Press Release: In Male and Female Rats Alcohol Reshapes Reward Learning Differently

Posted on April 11, 2025 by Admin

Researchers employed a novel dynamic probabilistic reversal learning (dynaPRL) task to investigate the impact of chronic ethanol (EtOH) dependence in rats, particularly the striatal encoding of reward learning signals.

The study revealed that EtOH induces significant alterations in exploration-exploitation trade-offs and several other behavioral metrics, with distinct neural adaptations in females and impairments predominantly in male rats. These behavioral deficits were long-term, persisting for more than 10 weeks after the last EtOH exposure.

These findings highlight that female and male rats differ in their neural encoding patterns and provide novel insights into the sex-specific effects of EtOH dependence in decision-making.

Study

The present study aims to address current knowledge deficits by leveraging novel dynamic probabilistic reversal learning (dynaPRL) tasks on male and female rats. The rats used in these experiments were 10-week-old wild-type Long-Evans (LE) rats (male n = 17, female n = 10).

Behavioral experiments were carried out in several sequential phases. All experiments were conducted in a custom-designed, soundproof modular operant chamber, which included a reward magazine fitted with two levers. Rodent entry into the reward magazine triggered lever insertion.

Pressing a lever resulted in rats being presented either with a reward (100-μl sucrose solution) or no reward. During the first (training) phase, pressing either lever resulted in reward delivery with a 100% probability. During the second (reversal task training) phase, only one lever provided the reward, while pressing the other gave no reward.

The standard probabilistic reversal learning (PRL) task experiment was carried out between one and three days following the above learning phase. The experiment consisted of pressing the correct lever, resulting in reward delivery 70% of the time. If the wrong lever was pressed, there was a 10% chance of the ‘reward’ lever becoming the ‘no reward’ lever and vice versa. Based on their performance in the PRL task, rats were separated into EtOH-exposed (male n = 8, female n = 5) and control (air; male n = 9, female n = 5) cohorts.

Exposure to either EtOH vapor or air was carried out for 14 hours, followed by 10 hours of withdrawal, with the procedure repeated over five consecutive days. Blood was routinely extracted from rodent tails to measure their blood EtOH concentrations (BECs). Several behavioral metrics (e.g., reversal performance) were used to record rodent behavior events during both the PRL and dynaPRL experiments.
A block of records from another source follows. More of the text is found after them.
use crate::mode::RenderMode;

use super::InitError;

/// How a binding's geometry is drawn.
#[derive(Debug, Copy, Clone, Eq, PartialEq)]
pub enum Geometry {
    /// Indexed triangle list over the whole index buffer.
    Indexed { index_count: u32 },
    /// Non-indexed triangle list.
    Vertices { vertex_count: u32 },
}

/// Immutable bundle of backend handles needed to draw one mode.
///
/// `handles` is opaque to the orchestrator (pipeline state, depth-stencil state,
/// sampler, vertex/index buffers). Built once at startup and never rebuilt on the
/// per-frame path.
#[derive(Debug)]
pub struct PipelineBinding<H> {
    pub label: &'static str,
    pub handles: H,
    pub geometry: Geometry,
    /// Whether a texture + sampler pair is bound before drawing.
    pub textured: bool,
}

/// One binding per [`RenderMode`].
#[derive(Debug)]
pub struct PipelineSet<H> {
    animated: PipelineBinding<H>,
    flat: PipelineBinding<H>,
}

/// The static mode always draws a single triangle.
pub const FLAT_VERTEX_COUNT: u32 = 3;

impl<H> PipelineSet<H> {
    /// Pairs the two bindings, rejecting geometry the per-frame draw sequence
    /// cannot issue.
    pub fn new(animated: PipelineBinding<H>, flat: PipelineBinding<H>) -> Result<Self, InitError> {
        match animated.geometry {
            Geometry::Indexed { index_count } if index_count > 0 && index_count % 3 == 0 => {}
            Geometry::Indexed { .. } => {
                return Err(InitError::Binding {
                    mode: RenderMode::Animated3D,
                    reason: "index count must be a non-zero multiple of 3",
                });
            }
            Geometry::Vertices { .. } => {
                return Err(InitError::Binding {
                    mode: RenderMode::Animated3D,
                    reason: "mesh must be indexed",
                });
            }
        }
        if !animated.textured {
            return Err(InitError::Binding {
                mode: RenderMode::Animated3D,
                reason: "mesh binding has no texture",
            });
        }

        if flat.geometry != (Geometry::Vertices { vertex_count: FLAT_VERTEX_COUNT }) {
            return Err(InitError::Binding {
                mode: RenderMode::Static2D,
                reason: "flat binding must draw exactly three vertices",
            });
        }

        Ok(Self { animated, flat })
    }

    #[inline]
    pub fn get(&self, mode: RenderMode) -> &PipelineBinding<H> {
        match mode {
            RenderMode::Animated3D => &self.animated,
            RenderMode::Static2D => &self.flat,
        }
    }
}

#[cfg(test)]
mod tests {
    use super::*;

    fn binding(geometry: Geometry, textured: bool) -> PipelineBinding<()> {
        PipelineBinding {
            label: "test",
            handles: (),
            geometry,
            textured,
        }
    }

    fn flat() -> PipelineBinding<()> {
        binding(Geometry::Vertices { vertex_count: 3 }, false)
    }

    #[test]
    fn selects_binding_by_mode() {
        let set = PipelineSet::new(binding(Geometry::Indexed { index_count: 36 }, true), flat())
            .unwrap();
        assert_eq!(
            set.get(RenderMode::Animated3D).geometry,
            Geometry::Indexed { index_count: 36 }
        );
        assert_eq!(
            set.get(RenderMode::Static2D).geometry,
            Geometry::Vertices { vertex_count: 3 }
        );
    }

    #[test]
    fn non_indexed_mesh_rejected() {
        let err = PipelineSet::new(binding(Geometry::Vertices { vertex_count: 36 }, true), flat())
            .unwrap_err();
        assert!(matches!(err, InitError::Binding { mode: RenderMode::Animated3D, .. }));
    }

    #[test]
    fn empty_mesh_rejected() {
        let err = PipelineSet::new(binding(Geometry::Indexed { index_count: 0 }, true), flat())
            .unwrap_err();
        assert!(matches!(err, InitError::Binding { mode: RenderMode::Animated3D, .. }));
    }

    #[test]
    fn untextured_mesh_rejected() {
        assert!(
            PipelineSet::new(binding(Geometry::Indexed { index_count: 6 }, false), flat()).is_err()
        );
    }

    #[test]
    fn flat_binding_must_be_one_triangle() {
        let err = PipelineSet::new(
            binding(Geometry::Indexed { index_count: 6 }, true),
            binding(Geometry::Vertices { vertex_count: 6 }, false),
        )
        .unwrap_err();
        assert!(matches!(err, InitError::Binding { mode: RenderMode::Static2D, .. }));
    }
}
use bytemuck::{Pod, Zeroable};

use crate::math::{Mat3, Mat4};

/// Per-frame transform constants; the only data uploaded to the GPU each tick.
#[derive(Debug, Copy, Clone, PartialEq)]
pub struct FrameConstants {
    pub model_view_projection: Mat4,
    pub normal_matrix: Mat3,
}

impl FrameConstants {
    #[inline]
    pub fn to_uniform(&self) -> FrameUniform {
        FrameUniform {
            model_view_projection: self.model_view_projection.to_cols_array(),
            normal_matrix: self.normal_matrix.to_padded_cols(),
        }
    }
}

/// GPU layout of [`FrameConstants`].
///
/// Matches the WGSL struct
/// `struct Frame { mvp: mat4x4<f32>, normal: mat3x3<f32> }`; a `mat3x3` column
/// occupies 16 bytes in a uniform buffer.
#[repr(C)]
#[derive(Debug, Copy, Clone, PartialEq, Pod, Zeroable)]
pub struct FrameUniform {
    pub model_view_projection: [[f32; 4]; 4],
    pub normal_matrix: [[f32; 4]; 3],
}

impl FrameUniform {
    pub const SIZE: u64 = std::mem::size_of::<FrameUniform>() as u64;
}

#[cfg(test)]
mod tests {
    use super::*;

    #[test]
    fn uniform_is_112_bytes() {
        assert_eq!(FrameUniform::SIZE, 64 + 48);
        assert_eq!(FrameUniform::SIZE % 16, 0);
    }

    #[test]
    fn uniform_pads_normal_columns() {
        let c = FrameConstants {
            model_view_projection: Mat4::IDENTITY,
            normal_matrix: Mat3::from_cols([[1.0, 2.0, 3.0], [4.0, 5.0, 6.0], [7.0, 8.0, 9.0]]),
        };
        let u = c.to_uniform();
        assert_eq!(u.normal_matrix[1], [4.0, 5.0, 6.0, 0.0]);
        assert_eq!(u.model_view_projection, Mat4::IDENTITY.cols);
    }
}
Rats were further surgically implanted with custom-made electrode arrays to record their neural signals during behavioral experiments.
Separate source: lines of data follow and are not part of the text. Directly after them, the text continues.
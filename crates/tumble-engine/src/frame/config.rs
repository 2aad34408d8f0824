use thiserror::Error;

use crate::math::Vec3;

/// Model animation parameters.
#[derive(Debug, Copy, Clone, PartialEq)]
pub struct AnimationConfig {
    /// Rotation speed in radians per second of accumulated time.
    pub angular_velocity: f32,

    /// Rotation axis; normalized by the transform builder.
    pub axis: Vec3,
}

impl Default for AnimationConfig {
    fn default() -> Self {
        Self {
            angular_velocity: 0.5,
            axis: Vec3::new(0.7, 1.0, 0.0),
        }
    }
}

/// Fixed camera placement and lens.
#[derive(Debug, Copy, Clone, PartialEq)]
pub struct CameraConfig {
    pub eye: Vec3,
    pub center: Vec3,
    pub up: Vec3,

    /// Vertical field of view in degrees.
    pub fov_y_degrees: f32,

    pub near: f32,
    pub far: f32,
}

impl Default for CameraConfig {
    fn default() -> Self {
        Self {
            eye: Vec3::new(0.0, 0.0, 4.0),
            center: Vec3::ZERO,
            up: Vec3::Y,
            fov_y_degrees: 65.0,
            near: 0.1,
            far: 100.0,
        }
    }
}

/// Scene configuration consumed by `FrameState`.
#[derive(Debug, Copy, Clone, Default, PartialEq)]
pub struct SceneConfig {
    pub animation: AnimationConfig,
    pub camera: CameraConfig,
}

/// Rejected scene configuration.
#[derive(Debug, Clone, PartialEq, Error)]
pub enum ConfigError {
    #[error("{0} is not finite")]
    NonFinite(&'static str),

    #[error("rotation axis has zero length")]
    ZeroAxis,

    #[error("camera eye and center coincide")]
    EyeAtCenter,

    #[error("camera up vector is parallel to the view direction")]
    UpParallelToView,

    #[error("vertical field of view must be within (0, 180) degrees, got {0}")]
    FieldOfView(f32),

    #[error("clip planes must satisfy 0 < near < far, got near={near} far={far}")]
    ClipPlanes { near: f32, far: f32 },
}

/// Below this, a vector is treated as zero-length and a cross product as parallel.
const DEGENERATE_EPSILON: f32 = 1e-6;

impl SceneConfig {
    /// Checks the inputs the per-frame transform math assumes are well formed.
    ///
    /// Run once when the renderer is initialized; the hot path does no checking.
    pub fn validate(&self) -> Result<(), ConfigError> {
        let a = &self.animation;
        let c = &self.camera;

        if !a.angular_velocity.is_finite() {
            return Err(ConfigError::NonFinite("angular velocity"));
        }
        for (name, v) in [
            ("rotation axis", a.axis),
            ("camera eye", c.eye),
            ("camera center", c.center),
            ("camera up", c.up),
        ] {
            if !v.is_finite() {
                return Err(ConfigError::NonFinite(name));
            }
        }

        if a.axis.length() <= DEGENERATE_EPSILON {
            return Err(ConfigError::ZeroAxis);
        }

        let view_dir = c.eye - c.center;
        if view_dir.length() <= DEGENERATE_EPSILON {
            return Err(ConfigError::EyeAtCenter);
        }
        if c.up.cross(view_dir.normalize()).length() <= DEGENERATE_EPSILON {
            return Err(ConfigError::UpParallelToView);
        }

        if !(c.fov_y_degrees > 0.0 && c.fov_y_degrees < 180.0) {
            return Err(ConfigError::FieldOfView(c.fov_y_degrees));
        }
        if !(c.near > 0.0 && c.far > c.near && c.far.is_finite()) {
            return Err(ConfigError::ClipPlanes {
                near: c.near,
                far: c.far,
            });
        }

        Ok(())
    }
}
use winit::event::WindowEvent;

use crate::mode::ModeController;
use crate::render::TickOutcome;

/// Control directive returned by app callbacks.
#[derive(Debug, Copy, Clone, Eq, PartialEq)]
pub enum AppControl {
    Continue,
    Exit,
}

/// Application contract implemented by the binary.
///
/// The runtime owns the window and the renderer; the app only reacts to input
/// (typically by flipping the render mode) and observes tick results.
pub trait App {
    /// Called for every window event before the runtime handles it.
    fn on_window_event(&mut self, event: &WindowEvent, modes: &ModeController) -> AppControl {
        let _ = (event, modes);
        AppControl::Continue
    }

    /// Called after each tick.
    fn on_frame(&mut self, outcome: &TickOutcome) -> AppControl {
        let _ = outcome;
        AppControl::Continue
    }
}
//! Time subsystem.
//!
//! Provides stable, testable frame timing utilities without coupling to the runtime.
//! Intended usage:
//! - one `FramePacer` per render loop, polled to decide when a tick is due
//! - one `FrameClock` per window; call `tick()` once per tick to obtain `FrameTime`

mod frame_clock;
mod pacer;

pub use frame_clock::{FrameClock, FrameTime};
pub use pacer::{FramePacer, PacerPoll};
The novel dynaPRL task maintained the same average reward probability as the standard PRL task experiment but introduced unpredictable block transitions: The probability of pressing the correct lever delivering a reward and the likelihood of a block transition were assigned to a pseudorandomly chosen block. Each block had its own paired probabilities: 1. 45% reward, 45% lever swap, 2. 60% reward, 30% lever swap, 3. 80% reward, 10% lever swap.

These blocks varied in expected and unexpected uncertainty, as suggested by the authors, requiring rats to flexibly adapt their behavior to shifting reward contingencies. “The lever outcome contingencies were randomly reversed to one of the three blocks every 15 to 30 trials, except when a rat made four or more consecutive incorrect choices within certain trial blocks.”

Results

The present study produces several notable findings: Withdrawal from chronic EtOH exposure did not appreciably alter individual-specific performance in the standard PRL task. No differences were observed between male and female rats for either EtOH-exposed or controls.

The dynaPRL task, however, proved substantially more cognitively challenging for EtOH-exposed rats, with marked performance deficits noted compared to controls. While controls could adapt their standard PRL training to the dynaPRL task, EtOH-exposed rats (especially males) found difficulties doing so. Notably, female EtOH-exposed rats showed minimal behavioral deficits over time, while male performance did not improve even after 10 weeks of abstinence.

Support vector machine (SVM) analyses confirmed these findings, further revealing that male EtOH-exposed rats suffered from slowed adaptive learning, reduced exploration, and altered outcome-specific value updating, all of which affected their behavioral outcomes (obtaining the reward). SVM decoding was significant in males only; females were not classifiable by treatment group.

Neural recordings showed that male rats had reduced choice-related signaling in the DMS but heightened outcome encoding, whereas females exhibited distinct neural adaptations without corresponding behavioral deficits.

Conclusion

The present study sheds light on the mechanisms underpinning value computation impairments in chronic EtOH-exposed rats. It highlights their sex-dependent effects (male performance impaired more strongly than female) and protracted effects in males, suggesting distinct sex-specific neural dynamics in value-based decision processing.